Unless you are a fan of the original material on which a film is based, you will likely derive more pleasure from the experience of watching it if you know nothing about it beforehand. Which I found to be the case with I Frankenstein (2014) – of which I knew very little – the comic-book inspired action / fantasy by director Stuart Beattie, starring Aaron Eckhart, Bill Nighy, Miranda Otto and Yvonne Strahovski.
The creation of the infamous Baron Frankenstein has survived his makers best efforts to destroy him. Leaving humanity behind the monster (Eckhart) has lived over two hundred years in the frozen wilds beyond the furtherest reaches of civilisation. However now a cataclysmic battle between the angels of Heaven led by their queen Leonore (Otto) and the demons of Hell led by their master Naberius (Nighy) is about to unleash Armageddon on Earth, and only the monster can stop it.
I’m loathe to damn a film which, in and of itself, provides a reasonably harmless way to pass ninety minutes if you’ve nothing better to do. However – as with the glut of comic-book inspired outings which clog the local multiplexes with increasing regularity (and yes the spate of this year’s offerings will soon be on their way) – unless you’re a true fan who follows the intricate machinations of each of the characters in minute detail, you will likely be left coldly indifferent to their increasingly farfetched and fatuous adventures.
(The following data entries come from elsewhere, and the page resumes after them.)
//! NFC normalization plus grapheme segmentation for incoming text.
//!
//! Text arriving from the host (typing, IME commit, paste) is normalized once
//! here before it reaches run storage, so composed and decomposed input
//! produce identical runs. Segments carry char offsets (the unit used by
//! paragraph offsets) and a cell width for the headless measurer. Callers
//! must not log segment contents.

use crate::egc_width;
use unicode_normalization::UnicodeNormalization;
use unicode_segmentation::UnicodeSegmentation;

#[derive(Debug, Clone, PartialEq, Eq)]
pub struct Segment {
    pub cluster: String,
    /// Character offset of the cluster start (inclusive).
    pub start: usize,
    /// Character offset of the cluster end (exclusive).
    pub end: usize,
    pub width: u16,
}

/// NFC form of `input`.
pub fn normalize(input: &str) -> String {
    input.nfc().collect()
}

/// Segment already-normalized text.
pub fn segment(text: &str) -> Vec<Segment> {
    let mut out = Vec::new();
    let mut offset = 0usize;
    for g in text.graphemes(true) {
        let chars = g.chars().count();
        out.push(Segment {
            cluster: g.to_string(),
            start: offset,
            end: offset + chars,
            width: egc_width(g),
        });
        offset += chars;
    }
    out
}

#[cfg(test)]
mod tests {
    use super::*;

    #[test]
    fn composed_and_decomposed_normalize_equal() {
        let n1 = normalize("e\u{0301}");
        let n2 = normalize("\u{00E9}");
        assert_eq!(n1, n2);
        let (s1, s2) = (segment(&n1), segment(&n2));
        assert_eq!(s1, s2);
        assert_eq!(s1.len(), 1);
        assert_eq!(s1[0].end, 1);
    }

    #[test]
    fn segments_cover_text_contiguously() {
        let text = "漢a👨\u{200D}👩\u{200D}👧b";
        let segs = segment(text);
        assert_eq!(segs.len(), 4);
        let mut prev = 0;
        let mut joined = String::new();
        for s in &segs {
            assert_eq!(s.start, prev);
            prev = s.end;
            joined.push_str(&s.cluster);
        }
        assert_eq!(joined, text);
        assert_eq!(prev, text.chars().count());
        assert_eq!(segs[2].width, 2);
    }
}
//! Overflow detection and paragraph migration.
//!
//! `check_overflow` runs as a deferred layout task, never inside the edit
//! that caused the growth. It moves at most one paragraph per call; the
//! caller re-queues both pages so a large insertion settles over several
//! passes. A page holding a single paragraph is never split, which bounds
//! the number of passes.

use crate::layout::PageGeometry;
use crate::measure::TextMeasurer;
use core_state::DocumentState;
use tracing::{debug, trace};

#[derive(Debug, Clone, Copy, PartialEq)]
pub enum OverflowOutcome {
    /// Page content fits the content area.
    Fits { height: f64 },
    /// The last paragraph moved to the start of page `to`.
    Migrated { from: usize, to: usize, height: f64 },
    /// A lone paragraph exceeds the content area; nothing can move.
    Oversized { height: f64 },
    /// The page index no longer exists (stale task).
    Skipped,
}

/// Content height of `page` as the pagination check sees it: the sum of
/// each paragraph's measured height floored at the minimum paragraph height.
pub fn page_content_height(
    doc: &DocumentState,
    page: usize,
    geometry: &PageGeometry,
    measurer: &dyn TextMeasurer,
) -> Option<f64> {
    let width = geometry.content_width();
    let page = doc.page(page)?;
    Some(
        page.paragraphs()
            .iter()
            .map(|p| {
                measurer
                    .paragraph_height(p, width)
                    .max(geometry.min_paragraph_height)
            })
            .sum(),
    )
}

pub fn check_overflow(
    doc: &mut DocumentState,
    page: usize,
    geometry: &PageGeometry,
    measurer: &dyn TextMeasurer,
) -> OverflowOutcome {
    let Some(height) = page_content_height(doc, page, geometry, measurer) else {
        trace!(target: "model.paginate", page, "stale page index");
        return OverflowOutcome::Skipped;
    };
    let limit = geometry.content_height();
    if height <= limit {
        trace!(target: "model.paginate", page, height, limit, "fits");
        return OverflowOutcome::Fits { height };
    }
    match doc.migrate_last_paragraph(page) {
        Some(to) => {
            debug!(target: "model.paginate", from = page, to, height, limit, "migrated");
            OverflowOutcome::Migrated {
                from: page,
                to,
                height,
            }
        }
        None => {
            debug!(target: "model.paginate", page, height, limit, "oversized paragraph");
            OverflowOutcome::Oversized { height }
        }
    }
}

#[cfg(test)]
mod tests {
    use super::*;
    use crate::measure::TextLayout;
    use core_text::{Paragraph, Style};

    /// Every paragraph measures a fixed height.
    struct FixedHeight(f64);

    impl TextMeasurer for FixedHeight {
        fn layout(&self, _: &str, _: &Style, _: f64) -> Option<Box<dyn TextLayout>> {
            None
        }
        fn paragraph_height(&self, _: &Paragraph, _: f64) -> f64 {
            self.0
        }
    }

    #[test]
    fn overflowing_page_moves_last_paragraph_to_new_page() {
        let mut doc = DocumentState::default();
        doc.insert_text("one\ntwo\nthree");
        let g = PageGeometry::default();
        let m = FixedHeight(300.0);
        assert_eq!(page_content_height(&doc, 0, &g, &m), Some(900.0));
        let out = check_overflow(&mut doc, 0, &g, &m);
        assert_eq!(
            out,
            OverflowOutcome::Migrated {
                from: 0,
                to: 1,
                height: 900.0
            }
        );
        assert_eq!(doc.page_count(), 2);
        assert_eq!(doc.pages()[1].plain_text(), "three");
        assert!(page_content_height(&doc, 0, &g, &m).unwrap() <= g.content_height());
        assert_eq!(check_overflow(&mut doc, 0, &g, &m), OverflowOutcome::Fits { height: 600.0 });
    }

    #[test]
    fn single_oversized_paragraph_stays() {
        let mut doc = DocumentState::default();
        doc.insert_text("huge");
        let g = PageGeometry::default();
        let out = check_overflow(&mut doc, 0, &g, &FixedHeight(2000.0));
        assert_eq!(out, OverflowOutcome::Oversized { height: 2000.0 });
        assert_eq!(doc.page_count(), 1);
    }

    #[test]
    fn stale_index_is_skipped() {
        let mut doc = DocumentState::default();
        let g = PageGeometry::default();
        assert_eq!(check_overflow(&mut doc, 4, &g, &FixedHeight(1.0)), OverflowOutcome::Skipped);
    }

    #[test]
    fn minimum_paragraph_height_counts() {
        let mut doc = DocumentState::default();
        doc.insert_text("a\nb");
        let g = PageGeometry::default();
        assert_eq!(page_content_height(&doc, 0, &g, &FixedHeight(0.0)), Some(40.0));
    }
}
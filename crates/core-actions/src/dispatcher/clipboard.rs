//! Copy / cut / paste.
//!
//! Clipboard failures and empty clipboard text leave the document
//! untouched. Paste replaces a selection only after the clipboard text is
//! known to be non-empty; cut deletes only after the text was stored.

use super::DispatchResult;
use crate::{Clipboard, ClipboardOp};
use core_model::EditorModel;

pub(crate) fn handle_clipboard(
    op: ClipboardOp,
    model: &mut EditorModel,
    clipboard: &mut dyn Clipboard,
) -> DispatchResult {
    match op {
        ClipboardOp::Copy => {
            store_selection(model, clipboard);
            DispatchResult::clean()
        }
        ClipboardOp::Cut => {
            if !store_selection(model, clipboard) {
                return DispatchResult::clean();
            }
            model.edit(|s| s.delete_selection());
            DispatchResult::dirty()
        }
        ClipboardOp::Paste => {
            let text = match clipboard.get_text() {
                Ok(Some(text)) if !text.is_empty() => text,
                Ok(_) => {
                    tracing::debug!(target: "actions.dispatch", op = "paste", "clipboard empty");
                    return DispatchResult::clean();
                }
                Err(e) => {
                    tracing::warn!(target: "actions.dispatch", op = "paste", error = %e, "clipboard read failed");
                    return DispatchResult::clean();
                }
            };
            model.edit(|s| s.insert_text(&text));
            tracing::trace!(target: "actions.dispatch", op = "paste", len = text.len(), "clipboard");
            DispatchResult::dirty()
        }
    }
}

/// Write the selected text to the clipboard. False when there is nothing
/// selected or the write failed.
fn store_selection(model: &EditorModel, clipboard: &mut dyn Clipboard) -> bool {
    let state = model.state();
    if !state.has_selection() {
        return false;
    }
    let text = state.selected_text();
    match clipboard.set_text(&text) {
        Ok(()) => {
            tracing::trace!(target: "actions.dispatch", op = "copy", len = text.len(), "clipboard");
            true
        }
        Err(e) => {
            tracing::warn!(target: "actions.dispatch", op = "copy", error = %e, "clipboard write failed");
            false
        }
    }
}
Which is probably how you’ll feel with I Frankenstein, a film which on the poster promises plenty but in reality offers very little.
If you like you’re tales of mad gentry and manmade monsters taking place in some mist shrouded European castle, then this is not the film for you. The main components may be present – Eckhart makes a suitably angst ridden and ruggedly scarred creature, whilst the scientific interest this time round comes in the form of the attractive Strahovski, and there’s enough laboratory apparatus and sparkling electricity to keep Boris Karloff happy.
However, put the film under the microscope, and the one thing it’s missing is the very element the Baron in Mary Shelley’s gothic fantasy gave his creation – life! Clearly in an effort to appeal to today’s youth market the filmmakers have yet again remodelled a literary character into a CGI enhanced shadow of its former self. Take away the arching story of a battle between good and evil in the form of gargoyle angels and seen them before devil spawn, in which Frankenstein’s monster inadvertently finds himself a player, and there’s really nothing of any substance beneath.
The end of course leaves it open for a sequel, the thought of which would likely have the Baron and his creation spinning in their graves. Let’s hope for their sakes, and ours, that the studio has the sense to leave this sleeping corpse well enough alone.